● **Directions for this task**
Look through the entries below and return all lines including the word "BotError".

● **Data for processing**

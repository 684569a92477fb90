//! Handler for `/github/webhook`.

use serde_json::Value;
use tracing::{error, info, warn};

use super::helpers::{err_response, ok_text};
use super::parsing::get_header_value;
use super::signature::verify_github_signature;
use crate::bot::ReleaseBot;
use crate::errors::BotError;
use crate::features::review_apps::parse_pull_request_event;

const PULL_REQUEST_EVENT: &str = "pull_request";

/// Verify the webhook signature and drive review apps for `pull_request`
/// events. Every other event is acknowledged and ignored.
pub async fn handle_github_webhook(bot: &ReleaseBot, headers: &Value, body: &str) -> Value {
    if let Err(e) = verify_github_signature(
        &bot.config.github_webhook_secret,
        body.as_bytes(),
        get_header_value(headers, "X-Hub-Signature-256"),
    ) {
        error!("GitHub signature verification failed: {}", e);
        return err_response(e.status_code(), &e.to_string());
    }

    let event_type = get_header_value(headers, "X-GitHub-Event").unwrap_or_default();
    if event_type != PULL_REQUEST_EVENT {
        info!(event = %event_type, "Ignoring GitHub event");
        return ok_text(&format!("Ignoring {event_type} event"));
    }

    let event = match serde_json::from_str::<Value>(body)
        .map_err(BotError::from)
        .and_then(|payload| parse_pull_request_event(&payload))
    {
        Ok(event) => event,
        Err(e) => {
            error!("Invalid pull_request payload: {}", e);
            return err_response(400, &format!("Parse Error: {e}"));
        }
    };

    info!(
        repository = %event.repository_name,
        pull_request = event.pull_request_id,
        action = ?event.action,
        "pull_request event received"
    );

    match bot.review_app_binder().on_pull_request_event(&event).await {
        Ok(outcome) => {
            info!(repository = %event.repository_name, "{}", outcome);
            ok_text(&outcome.to_string())
        }
        Err(e) if e.is_upstream() => {
            warn!(
                repository = %event.repository_name,
                pull_request = event.pull_request_id,
                "Review app platform call failed: {}", e
            );
            err_response(e.status_code(), &e.to_string())
        }
        Err(e) => {
            error!(
                repository = %event.repository_name,
                pull_request = event.pull_request_id,
                "Review app operation failed: {}", e
            );
            err_response(e.status_code(), &e.to_string())
        }
    }
}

● **Result for this task**
use crate::errors::BotError;
        .map_err(BotError::from)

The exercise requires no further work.